Die Anlage in Los Alamos mit ihren rund 15.000 Beschäftigten und Tausenden von bemannten und unbemannten Gebäuden wurde am Dienstag geschlossen und geräumt. Schon am Sonntag hatte der Chef der Bezirksfeuerwehr gewarnt, lang andauernde Trockenheit und extreme Windgeschwindigkeiten würden ihm "die Haare zu Berge stehen lassen".

Die Antiatomgruppe "Nuclear Watch New Mexico" wies in einer über Internet verbreiteten Erklärung darauf hin, dass neben den ungeschützten Fässern eine weitere Gefahr in den Substanzen auf den wahrscheinlich unaufgeräumten nuklearen Testgebieten um Los Alamos bestehe. Über sechs Jahrzehnte an Sprengstoffexperimenten sammele sich "so einiges an aktivem Uran und aufgebrauchtem Uran an", das die Atmosphäre zu vergiften drohe.

Im Bundesstaat Nebraska verursachte dagegen Hochwasser am Ufer des Missouri ein Riesenproblem für die Anrainer an zwei Atomkraftwerken. Seit der Fluss Anfang Juni über seine Ufer trat, wiegeln die Behörden zwar ab und pochen darauf, dass keine Gefahr bestehe. Aber auf Weisung der Betreiber sind an beiden Meilern, dem AKW Calhoun und dem AKW Cooper, Sandsäcke von Tausenden von Tonnen Gewicht aufgehäuft worden.

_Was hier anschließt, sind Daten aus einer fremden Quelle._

// src/models/answer.rs

use serde::{Deserialize, Serialize};
use sqlx::FromRow;

/// Represents the 'exam_answers' table in the database.
/// One row per (attempt, question) pair; saves are upserts against it.
#[derive(Debug, Clone, FromRow, Serialize, Deserialize)]
pub struct ExamAnswer {
    pub id: i64,

    pub exam_attempt_id: i64,

    pub question_id: i64,

    /// Chosen option, or None when nothing was picked.
    pub selected_option_id: Option<i64>,

    pub is_skipped: bool,

    pub answered_at: chrono::DateTime<chrono::Utc>,
}

/// One question of the post-submission answer review, with the
/// correct option revealed alongside whatever the student picked.
#[derive(Debug, Serialize, FromRow)]
pub struct AnswerReview {
    pub question_id: i64,
    pub question_text: String,
    pub marks: i64,
    pub selected_option_id: Option<i64>,
    pub selected_option_text: Option<String>,
    pub correct_option_id: Option<i64>,
    pub correct_option_text: Option<String>,
    pub is_skipped: bool,
    pub is_correct: bool,
}
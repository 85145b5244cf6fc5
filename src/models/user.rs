// src/models/user.rs

use std::sync::LazyLock;

use regex::Regex;
use serde::{Deserialize, Serialize};
use sqlx::FromRow;
use validator::Validate;

/// Letters, digits, dashes and underscores, the charset school-issued
/// codes are minted from.
pub(crate) static LOGIN_CODE_RE: LazyLock<Regex> =
    LazyLock::new(|| Regex::new(r"^[A-Za-z0-9_-]+$").unwrap());

/// Represents the 'users' table in the database.
/// Base identity record shared by students, teachers and admins.
#[derive(Debug, Clone, FromRow, Serialize, Deserialize)]
pub struct User {
    pub id: i64,

    /// Unique login code handed out by the school (e.g. "STU-2024-0417").
    pub login_code: String,

    /// User role: 'student', 'teacher' or 'admin'.
    pub role: String,

    /// Argon2 hash of the short numeric PIN.
    /// Skipped during serialization to prevent leaking sensitive data.
    #[serde(skip)]
    pub pin_hash: String,

    /// Deactivated accounts cannot log in.
    pub is_active: bool,

    pub last_login: Option<chrono::DateTime<chrono::Utc>>,

    pub created_at: Option<chrono::DateTime<chrono::Utc>>,
}

/// DTO for user login.
#[derive(Debug, Deserialize, Validate)]
pub struct LoginRequest {
    #[validate(
        length(
            min = 3,
            max = 50,
            message = "Login code length must be between 3 and 50 characters."
        ),
        regex(
            path = *LOGIN_CODE_RE,
            message = "Login code may only contain letters, digits, dashes and underscores."
        )
    )]
    pub login_code: String,
    #[validate(length(
        min = 4,
        max = 12,
        message = "PIN length must be between 4 and 12 characters."
    ))]
    pub pin: String,
}
// src/lib.rs

pub mod answers;
pub mod attempts;
pub mod config;
pub mod delivery;
pub mod error;
pub mod grading;
pub mod handlers;
pub mod models;
pub mod realtime;
pub mod routes;
pub mod state;
pub mod utils;

// Re-export specific items for convenience if needed
pub use routes::create_router;
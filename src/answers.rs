// src/answers.rs

use chrono::Utc;
use sqlx::{SqliteConnection, SqlitePool};

use crate::error::AppError;
use crate::models::answer::{AnswerReview, ExamAnswer};

/// Saves one answer as an upsert keyed by (attempt, question).
///
/// Skipping clears any previously selected option and selecting an
/// option clears the skip flag; the two are normalized here so a row
/// never carries both. The insert itself is guarded by the attempt
/// still being open, so a save racing a submission either lands before
/// the graded snapshot or not at all.
pub async fn save(
    pool: &SqlitePool,
    attempt_id: i64,
    question_id: i64,
    option_id: Option<i64>,
    is_skipped: bool,
) -> Result<(), AppError> {
    let (option_id, is_skipped) = if is_skipped {
        (None, true)
    } else {
        (option_id, false)
    };

    let question_in_exam = sqlx::query_scalar::<_, i64>(
        "SELECT COUNT(*)
         FROM questions q
         JOIN exam_attempts a ON a.exam_id = q.exam_id
         WHERE q.id = ? AND a.id = ?",
    )
    .bind(question_id)
    .bind(attempt_id)
    .fetch_one(pool)
    .await?;
    if question_in_exam == 0 {
        return Err(AppError::NotFound(
            "Question does not belong to this exam.".to_string(),
        ));
    }

    if let Some(option_id) = option_id {
        let option_in_question = sqlx::query_scalar::<_, i64>(
            "SELECT COUNT(*) FROM options WHERE id = ? AND question_id = ?",
        )
        .bind(option_id)
        .bind(question_id)
        .fetch_one(pool)
        .await?;
        if option_in_question == 0 {
            return Err(AppError::BadRequest(
                "Option does not belong to this question.".to_string(),
            ));
        }
    }

    let result = sqlx::query(
        "INSERT INTO exam_answers (exam_attempt_id, question_id, selected_option_id, is_skipped, answered_at)
         SELECT ?, ?, ?, ?, ?
         WHERE EXISTS (SELECT 1 FROM exam_attempts WHERE id = ? AND is_completed = 0)
         ON CONFLICT (exam_attempt_id, question_id) DO UPDATE SET
             selected_option_id = excluded.selected_option_id,
             is_skipped = excluded.is_skipped,
             answered_at = excluded.answered_at",
    )
    .bind(attempt_id)
    .bind(question_id)
    .bind(option_id)
    .bind(is_skipped)
    .bind(Utc::now())
    .bind(attempt_id)
    .execute(pool)
    .await?;

    if result.rows_affected() == 0 {
        return Err(AppError::InvalidState(
            "Attempt is already completed.".to_string(),
        ));
    }

    Ok(())
}

/// Counts answers whose selected option is flagged correct. Rows with
/// no selected option never count.
pub async fn count_correct(
    conn: &mut SqliteConnection,
    attempt_id: i64,
) -> Result<i64, AppError> {
    let count = sqlx::query_scalar::<_, i64>(
        "SELECT COUNT(*)
         FROM exam_answers ea
         JOIN options o ON o.id = ea.selected_option_id
         WHERE ea.exam_attempt_id = ? AND o.is_correct = 1",
    )
    .bind(attempt_id)
    .fetch_one(conn)
    .await?;
    Ok(count)
}

/// Counts answers explicitly marked skipped.
pub async fn count_skipped(
    conn: &mut SqliteConnection,
    attempt_id: i64,
) -> Result<i64, AppError> {
    let count = sqlx::query_scalar::<_, i64>(
        "SELECT COUNT(*) FROM exam_answers WHERE exam_attempt_id = ? AND is_skipped = 1",
    )
    .bind(attempt_id)
    .fetch_one(conn)
    .await?;
    Ok(count)
}

/// Counts saved answers that are not skips. Questions never touched
/// have no row at all, so they are not part of this count.
pub async fn count_answered(
    conn: &mut SqliteConnection,
    attempt_id: i64,
) -> Result<i64, AppError> {
    let count = sqlx::query_scalar::<_, i64>(
        "SELECT COUNT(*) FROM exam_answers WHERE exam_attempt_id = ? AND is_skipped = 0",
    )
    .bind(attempt_id)
    .fetch_one(conn)
    .await?;
    Ok(count)
}

/// Raw answer rows for one attempt, in question order.
pub async fn list_for_attempt(
    pool: &SqlitePool,
    attempt_id: i64,
) -> Result<Vec<ExamAnswer>, AppError> {
    let answers = sqlx::query_as::<_, ExamAnswer>(
        "SELECT id, exam_attempt_id, question_id, selected_option_id, is_skipped, answered_at
         FROM exam_answers
         WHERE exam_attempt_id = ?
         ORDER BY question_id",
    )
    .bind(attempt_id)
    .fetch_all(pool)
    .await?;
    Ok(answers)
}

/// Full answer review for one graded attempt: every exam question with
/// what was picked and what was correct. Questions never answered come
/// back with nothing selected.
pub async fn review_for_attempt(
    pool: &SqlitePool,
    attempt_id: i64,
    exam_id: i64,
) -> Result<Vec<AnswerReview>, AppError> {
    let review = sqlx::query_as::<_, AnswerReview>(
        "SELECT q.id AS question_id,
                q.question_text,
                q.marks,
                ea.selected_option_id,
                so.option_text AS selected_option_text,
                co.id AS correct_option_id,
                co.option_text AS correct_option_text,
                COALESCE(ea.is_skipped, 0) AS is_skipped,
                COALESCE(so.is_correct, 0) AS is_correct
         FROM questions q
         LEFT JOIN exam_answers ea ON ea.question_id = q.id AND ea.exam_attempt_id = ?
         LEFT JOIN options so ON so.id = ea.selected_option_id
         LEFT JOIN options co ON co.question_id = q.id AND co.is_correct = 1
         WHERE q.exam_id = ?
         ORDER BY q.order_position, q.id",
    )
    .bind(attempt_id)
    .bind(exam_id)
    .fetch_all(pool)
    .await?;
    Ok(review)
}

"Gummiwurst" um das AKW Calhoun hielt nicht

Calhoun ist darüberhinaus mit einer Art zimmerhohen Gummiwurst, die mit Wasser gefüllt wurde, umgeben. Diese Barriere ist allerdings geborsten, so dass Teile des Kraftwerksgeländes unter Wasser stehen. Als der Chef der nationalen nuklearen Regulierungsbehörde "Nuclear Regulatory Commission" am Montag einen Besuch abstattete, trug er neben dem obligatorischen Helm auch eine Schwimmweste. Obwohl er das Atomkraftwerk nur über Holzplanken über dem Besucherparkplatz erreichen konnte, gab er sich zufrieden mit der Auskunft eines Betreibersprechers, man habe "alles unter Kontrolle".

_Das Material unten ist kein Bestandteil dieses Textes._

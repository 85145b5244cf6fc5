// src/realtime/socket.rs

use std::sync::Arc;

use axum::extract::ws::{Message, WebSocket, WebSocketUpgrade};
use axum::extract::{Query, State};
use axum::response::IntoResponse;
use futures_util::{SinkExt, StreamExt};
use serde::Deserialize;
use serde_json::json;
use tokio::sync::mpsc;

use crate::realtime::{envelope, Channel, EventKind, Registry};
use crate::state::AppState;

/// Role a connection declares at connect time. This layer is a delivery
/// mechanism, not a trust boundary: the assertion is taken at face
/// value and only decides which channels the connection joins.
#[derive(Debug, Clone, Copy, PartialEq, Eq, Deserialize)]
#[serde(rename_all = "lowercase")]
pub enum WsRole {
    Student,
    Teacher,
}

/// Query parameters of the websocket handshake,
/// e.g. `/ws?role=student&id=5&examId=3`.
#[derive(Debug, Deserialize)]
pub struct ConnectParams {
    pub role: WsRole,
    pub id: i64,
    #[serde(default, alias = "examId")]
    pub exam_id: Option<i64>,
}

pub async fn ws_handler(
    ws: WebSocketUpgrade,
    Query(params): Query<ConnectParams>,
    State(state): State<AppState>,
) -> impl IntoResponse {
    ws.on_upgrade(move |socket| handle_socket(socket, params, state.registry))
}

/// Which channels a connection joins, from its declared identity.
/// Students follow their own channel plus the exam they are sitting;
/// teachers follow the exam they are watching.
fn channels_for(params: &ConnectParams) -> Vec<Channel> {
    let mut channels = Vec::new();
    match params.role {
        WsRole::Student => {
            channels.push(Channel::Student(params.id));
            if let Some(exam_id) = params.exam_id {
                channels.push(Channel::Exam(exam_id));
            }
        }
        WsRole::Teacher => {
            if let Some(exam_id) = params.exam_id {
                channels.push(Channel::Exam(exam_id));
            }
        }
    }
    channels
}

async fn handle_socket(socket: WebSocket, params: ConnectParams, registry: Arc<Registry>) {
    let channels = channels_for(&params);
    let (outbound_tx, mut outbound_rx) = mpsc::unbounded_channel::<String>();
    let connection_id = registry.subscribe(channels, outbound_tx.clone());
    send_greeting(&outbound_tx);
    tracing::info!(
        "websocket {} connected: role={:?} id={} exam={:?}",
        connection_id,
        params.role,
        params.id,
        params.exam_id
    );

    let (mut ws_tx, mut ws_rx) = socket.split();

    // Everything published to this connection funnels through one
    // writer task; the registry side never touches the socket.
    let mut send_task = tokio::spawn(async move {
        while let Some(message) = outbound_rx.recv().await {
            if ws_tx.send(Message::Text(message.into())).await.is_err() {
                break;
            }
        }
    });

    let inbound_registry = registry.clone();
    let mut recv_task = tokio::spawn(async move {
        while let Some(Ok(message)) = ws_rx.next().await {
            match message {
                Message::Text(text) => {
                    handle_client_message(text.as_str(), &params, &inbound_registry, &outbound_tx);
                }
                Message::Close(_) => break,
                _ => {}
            }
        }
    });

    tokio::select! {
        _ = &mut send_task => recv_task.abort(),
        _ = &mut recv_task => send_task.abort(),
    }

    registry.unsubscribe(connection_id);
    tracing::info!("websocket {} disconnected", connection_id);
}

/// Acknowledges a fresh subscription; the first frame a client sees.
fn send_greeting(reply: &mpsc::UnboundedSender<String>) {
    let _ = reply.send(envelope(
        EventKind::Connected,
        json!({ "message": "Connected to realtime updates" }),
    ));
}

fn handle_client_message(
    text: &str,
    params: &ConnectParams,
    registry: &Registry,
    reply: &mpsc::UnboundedSender<String>,
) {
    let Ok(parsed) = serde_json::from_str::<serde_json::Value>(text) else {
        return;
    };
    let Some(kind) = parsed.get("type").and_then(|v| v.as_str()).map(str::to_owned) else {
        return;
    };

    match kind.as_str() {
        "ping" => {
            let _ = reply.send(envelope(EventKind::Pong, json!({})));
        }
        // Students push their own progress; it fans out to everyone
        // watching the exam channel.
        "exam_progress" => {
            if params.role != WsRole::Student {
                return;
            }
            let Some(exam_id) = params.exam_id else {
                return;
            };
            let serde_json::Value::Object(mut fields) = parsed else {
                return;
            };
            fields.remove("type");
            fields.insert("student_id".to_string(), json!(params.id));
            registry.publish(
                Channel::Exam(exam_id),
                EventKind::ExamProgress,
                serde_json::Value::Object(fields),
            );
        }
        _ => {}
    }
}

Calhoun liegt nur eine halbe Stunde Autofahrt von der Halbmillionen-Einwohner-Stadt Omaha entfernt und ist seit April wegen Wartungsarbeiten abgeschaltet. Das 1973 eröffnete AKW ist zusammen mit dem ein Jahr darauf eröffneten Kraftwerk Cooper, das 120 Kilometer davon entfernt liegt, eines der ältesten und baufälligsten in den USA. Trotzdem wurden die Laufzeiten beider auf 40 beziehungsweise 60 Jahre verlängert.

Was aber passiert, wenn in Calhoun und Cooper die Wassermassen die Kühlungssysteme außer Gefecht setzen? Solche nahe liegenden Fragen – Stichwort Fukushima – werden in den großen Medien bislang nur in Ausnahmefällen gestellt. Immerhin berichtete der TV-Sender NBC am Dienstag korrekterweise über "drei nukleare Gefahren" in den USA. Die "New York Times" setzte sich am selben Tag mit der Möglichkeit eines Super-GAU auseinander – allerdings nicht in der gedruckten Ausgabe, sondern im Umwelt-Blog. Und selbst der spielte die Gefahren unter dem Motto "die USA sind nicht Japan" herunter.


Max Böhnel arbeitet als freier Journalist in New York.